Check every line of the material for the word "this". Copy those that have it.

### DATA PROVIDED ###

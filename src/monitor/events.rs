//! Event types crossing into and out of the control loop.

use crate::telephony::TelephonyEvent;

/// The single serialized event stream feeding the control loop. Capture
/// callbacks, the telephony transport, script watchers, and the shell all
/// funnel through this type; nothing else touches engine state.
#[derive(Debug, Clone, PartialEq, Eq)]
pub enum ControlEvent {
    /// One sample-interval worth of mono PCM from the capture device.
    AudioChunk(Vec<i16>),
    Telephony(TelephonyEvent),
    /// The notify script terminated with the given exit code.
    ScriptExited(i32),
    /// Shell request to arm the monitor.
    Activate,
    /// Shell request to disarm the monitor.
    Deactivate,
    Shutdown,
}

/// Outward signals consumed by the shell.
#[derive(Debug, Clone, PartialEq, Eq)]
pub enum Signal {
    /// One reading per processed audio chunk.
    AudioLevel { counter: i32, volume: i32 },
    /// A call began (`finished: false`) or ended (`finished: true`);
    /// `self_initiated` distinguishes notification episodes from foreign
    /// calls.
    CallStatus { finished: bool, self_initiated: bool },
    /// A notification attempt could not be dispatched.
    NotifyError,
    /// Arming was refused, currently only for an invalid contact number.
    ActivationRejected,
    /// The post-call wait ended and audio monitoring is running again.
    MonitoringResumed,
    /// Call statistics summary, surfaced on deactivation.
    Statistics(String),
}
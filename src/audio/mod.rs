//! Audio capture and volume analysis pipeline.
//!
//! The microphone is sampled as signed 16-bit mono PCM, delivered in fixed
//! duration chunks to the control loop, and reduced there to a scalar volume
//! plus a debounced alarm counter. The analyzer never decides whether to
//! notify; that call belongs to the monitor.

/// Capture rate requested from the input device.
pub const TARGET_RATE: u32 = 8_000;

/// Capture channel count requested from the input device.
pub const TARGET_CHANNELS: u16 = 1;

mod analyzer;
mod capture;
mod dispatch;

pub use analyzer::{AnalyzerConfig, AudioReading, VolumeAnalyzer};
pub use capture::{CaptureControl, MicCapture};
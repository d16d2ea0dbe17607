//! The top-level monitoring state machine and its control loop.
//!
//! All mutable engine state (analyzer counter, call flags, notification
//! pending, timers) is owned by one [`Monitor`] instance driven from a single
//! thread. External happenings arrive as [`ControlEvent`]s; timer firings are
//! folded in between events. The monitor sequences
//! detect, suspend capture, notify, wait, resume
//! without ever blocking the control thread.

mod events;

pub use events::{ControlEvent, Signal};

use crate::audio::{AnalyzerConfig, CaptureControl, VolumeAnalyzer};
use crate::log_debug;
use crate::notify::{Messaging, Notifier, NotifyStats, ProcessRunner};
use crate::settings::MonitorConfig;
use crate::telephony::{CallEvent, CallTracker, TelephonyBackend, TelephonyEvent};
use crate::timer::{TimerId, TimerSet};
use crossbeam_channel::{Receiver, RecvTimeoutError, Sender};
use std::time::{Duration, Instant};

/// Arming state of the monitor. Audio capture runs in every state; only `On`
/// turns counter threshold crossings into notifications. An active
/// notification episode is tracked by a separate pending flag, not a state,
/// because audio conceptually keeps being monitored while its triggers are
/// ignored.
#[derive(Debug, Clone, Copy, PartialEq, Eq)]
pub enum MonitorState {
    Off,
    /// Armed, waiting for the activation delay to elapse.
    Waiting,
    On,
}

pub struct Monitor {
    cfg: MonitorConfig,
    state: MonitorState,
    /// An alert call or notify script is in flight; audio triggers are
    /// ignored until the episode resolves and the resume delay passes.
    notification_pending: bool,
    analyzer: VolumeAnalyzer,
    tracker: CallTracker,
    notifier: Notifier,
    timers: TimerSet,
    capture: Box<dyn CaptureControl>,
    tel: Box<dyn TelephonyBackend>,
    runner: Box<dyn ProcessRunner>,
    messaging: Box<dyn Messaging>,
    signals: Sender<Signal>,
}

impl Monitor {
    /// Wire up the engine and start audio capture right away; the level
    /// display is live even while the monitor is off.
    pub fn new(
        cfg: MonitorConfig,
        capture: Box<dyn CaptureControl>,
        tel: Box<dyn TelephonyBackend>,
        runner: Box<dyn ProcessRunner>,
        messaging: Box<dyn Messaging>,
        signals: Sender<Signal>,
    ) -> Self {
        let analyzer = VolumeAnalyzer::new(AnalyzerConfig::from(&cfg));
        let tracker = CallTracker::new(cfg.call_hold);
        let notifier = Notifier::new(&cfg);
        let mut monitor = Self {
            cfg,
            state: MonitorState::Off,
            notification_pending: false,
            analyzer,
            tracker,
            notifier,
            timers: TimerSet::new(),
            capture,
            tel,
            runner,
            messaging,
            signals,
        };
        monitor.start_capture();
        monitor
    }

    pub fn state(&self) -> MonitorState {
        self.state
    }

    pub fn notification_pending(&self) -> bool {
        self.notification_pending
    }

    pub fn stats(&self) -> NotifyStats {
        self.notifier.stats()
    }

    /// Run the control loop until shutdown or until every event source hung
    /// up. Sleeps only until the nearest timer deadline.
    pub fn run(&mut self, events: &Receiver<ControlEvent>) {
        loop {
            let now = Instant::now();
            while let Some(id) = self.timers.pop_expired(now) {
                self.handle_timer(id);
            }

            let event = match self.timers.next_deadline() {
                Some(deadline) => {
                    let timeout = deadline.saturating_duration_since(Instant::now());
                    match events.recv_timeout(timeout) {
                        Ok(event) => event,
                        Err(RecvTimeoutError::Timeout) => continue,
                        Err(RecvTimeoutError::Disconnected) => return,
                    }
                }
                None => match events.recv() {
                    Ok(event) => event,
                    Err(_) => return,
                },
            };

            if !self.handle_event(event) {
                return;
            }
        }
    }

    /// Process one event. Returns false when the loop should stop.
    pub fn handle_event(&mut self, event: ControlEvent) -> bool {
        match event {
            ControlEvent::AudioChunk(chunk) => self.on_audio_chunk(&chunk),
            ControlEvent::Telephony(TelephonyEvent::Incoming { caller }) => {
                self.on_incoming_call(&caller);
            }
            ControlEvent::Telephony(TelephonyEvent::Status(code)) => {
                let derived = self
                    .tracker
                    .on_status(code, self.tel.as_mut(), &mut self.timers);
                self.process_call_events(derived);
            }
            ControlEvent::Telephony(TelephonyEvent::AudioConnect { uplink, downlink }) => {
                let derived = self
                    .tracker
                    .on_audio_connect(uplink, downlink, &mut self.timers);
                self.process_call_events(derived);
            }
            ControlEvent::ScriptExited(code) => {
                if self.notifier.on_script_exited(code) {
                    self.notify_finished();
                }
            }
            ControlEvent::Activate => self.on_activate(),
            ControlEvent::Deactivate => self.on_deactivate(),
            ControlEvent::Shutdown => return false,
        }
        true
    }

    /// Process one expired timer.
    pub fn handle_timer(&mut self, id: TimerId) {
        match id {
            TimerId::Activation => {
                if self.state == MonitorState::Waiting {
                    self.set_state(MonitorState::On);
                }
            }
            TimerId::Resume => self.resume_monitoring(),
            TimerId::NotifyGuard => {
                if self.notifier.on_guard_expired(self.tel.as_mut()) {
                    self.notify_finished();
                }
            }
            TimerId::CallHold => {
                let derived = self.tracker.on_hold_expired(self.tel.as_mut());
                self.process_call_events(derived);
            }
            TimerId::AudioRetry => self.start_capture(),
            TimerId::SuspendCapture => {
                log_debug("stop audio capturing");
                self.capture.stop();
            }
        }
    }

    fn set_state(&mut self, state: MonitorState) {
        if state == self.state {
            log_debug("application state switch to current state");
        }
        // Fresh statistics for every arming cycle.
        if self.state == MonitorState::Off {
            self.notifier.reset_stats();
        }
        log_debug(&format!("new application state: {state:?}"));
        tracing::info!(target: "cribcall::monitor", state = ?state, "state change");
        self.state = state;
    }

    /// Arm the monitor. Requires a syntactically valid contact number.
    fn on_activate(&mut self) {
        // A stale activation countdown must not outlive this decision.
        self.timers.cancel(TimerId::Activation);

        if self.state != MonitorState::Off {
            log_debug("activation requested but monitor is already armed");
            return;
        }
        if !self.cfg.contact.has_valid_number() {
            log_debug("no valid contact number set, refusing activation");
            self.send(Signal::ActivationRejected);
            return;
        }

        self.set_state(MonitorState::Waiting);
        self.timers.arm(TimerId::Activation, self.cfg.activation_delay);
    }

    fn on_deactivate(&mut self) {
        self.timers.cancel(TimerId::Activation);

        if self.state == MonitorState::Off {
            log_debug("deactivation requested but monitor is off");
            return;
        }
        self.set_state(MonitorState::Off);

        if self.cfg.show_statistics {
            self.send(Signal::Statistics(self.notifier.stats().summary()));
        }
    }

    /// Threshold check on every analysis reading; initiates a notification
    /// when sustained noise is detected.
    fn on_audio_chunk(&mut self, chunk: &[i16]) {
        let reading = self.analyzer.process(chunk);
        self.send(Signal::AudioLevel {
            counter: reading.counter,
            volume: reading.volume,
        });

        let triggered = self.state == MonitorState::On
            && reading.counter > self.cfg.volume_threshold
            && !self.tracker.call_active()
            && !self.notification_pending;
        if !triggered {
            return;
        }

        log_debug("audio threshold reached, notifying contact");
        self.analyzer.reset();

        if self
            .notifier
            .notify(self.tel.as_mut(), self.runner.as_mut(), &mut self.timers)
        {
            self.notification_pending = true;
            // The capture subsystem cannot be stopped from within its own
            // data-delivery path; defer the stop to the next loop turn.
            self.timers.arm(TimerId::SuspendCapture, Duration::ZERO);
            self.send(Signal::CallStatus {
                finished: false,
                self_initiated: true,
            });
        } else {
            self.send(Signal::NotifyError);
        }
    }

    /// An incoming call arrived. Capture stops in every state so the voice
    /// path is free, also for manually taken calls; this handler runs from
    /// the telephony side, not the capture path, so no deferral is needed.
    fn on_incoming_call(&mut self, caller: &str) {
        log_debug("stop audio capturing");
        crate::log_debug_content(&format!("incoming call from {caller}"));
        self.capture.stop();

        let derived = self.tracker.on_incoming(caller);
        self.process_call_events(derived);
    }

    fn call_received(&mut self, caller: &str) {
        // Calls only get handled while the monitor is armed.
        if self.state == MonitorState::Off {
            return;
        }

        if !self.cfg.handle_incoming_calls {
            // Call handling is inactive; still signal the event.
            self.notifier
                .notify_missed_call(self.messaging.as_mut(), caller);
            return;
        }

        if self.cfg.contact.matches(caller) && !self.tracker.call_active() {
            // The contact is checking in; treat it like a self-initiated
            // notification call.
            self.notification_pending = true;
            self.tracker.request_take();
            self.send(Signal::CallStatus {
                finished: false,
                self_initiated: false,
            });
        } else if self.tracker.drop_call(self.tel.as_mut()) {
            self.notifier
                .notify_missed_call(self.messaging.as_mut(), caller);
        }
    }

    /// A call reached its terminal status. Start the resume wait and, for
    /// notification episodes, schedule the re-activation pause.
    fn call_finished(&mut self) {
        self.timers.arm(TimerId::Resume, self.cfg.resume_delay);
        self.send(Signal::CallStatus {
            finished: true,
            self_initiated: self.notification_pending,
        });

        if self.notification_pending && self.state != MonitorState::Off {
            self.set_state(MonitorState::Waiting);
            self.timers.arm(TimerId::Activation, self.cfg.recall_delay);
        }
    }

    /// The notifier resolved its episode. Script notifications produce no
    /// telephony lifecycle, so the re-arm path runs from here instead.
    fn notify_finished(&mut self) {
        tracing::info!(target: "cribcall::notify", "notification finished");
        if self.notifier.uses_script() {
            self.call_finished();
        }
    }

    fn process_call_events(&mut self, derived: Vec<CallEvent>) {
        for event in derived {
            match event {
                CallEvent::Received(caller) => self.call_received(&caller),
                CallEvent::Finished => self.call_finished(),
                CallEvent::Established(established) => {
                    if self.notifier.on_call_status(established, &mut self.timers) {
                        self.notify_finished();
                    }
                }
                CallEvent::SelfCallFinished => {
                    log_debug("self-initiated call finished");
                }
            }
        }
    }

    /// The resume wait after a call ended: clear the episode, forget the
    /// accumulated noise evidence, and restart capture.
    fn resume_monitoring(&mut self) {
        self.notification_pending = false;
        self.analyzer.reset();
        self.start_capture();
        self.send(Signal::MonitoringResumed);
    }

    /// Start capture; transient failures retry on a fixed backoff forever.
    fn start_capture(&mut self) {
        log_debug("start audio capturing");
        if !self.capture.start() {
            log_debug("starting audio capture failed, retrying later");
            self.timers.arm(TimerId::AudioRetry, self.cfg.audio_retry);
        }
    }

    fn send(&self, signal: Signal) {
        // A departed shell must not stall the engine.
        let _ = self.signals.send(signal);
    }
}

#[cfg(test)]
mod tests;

###

[EXERCISE OUTPUT]
/// funnel through this type; nothing else touches engine state.
        // A stale activation countdown must not outlive this decision.
    /// path is free, also for manually taken calls; this handler runs from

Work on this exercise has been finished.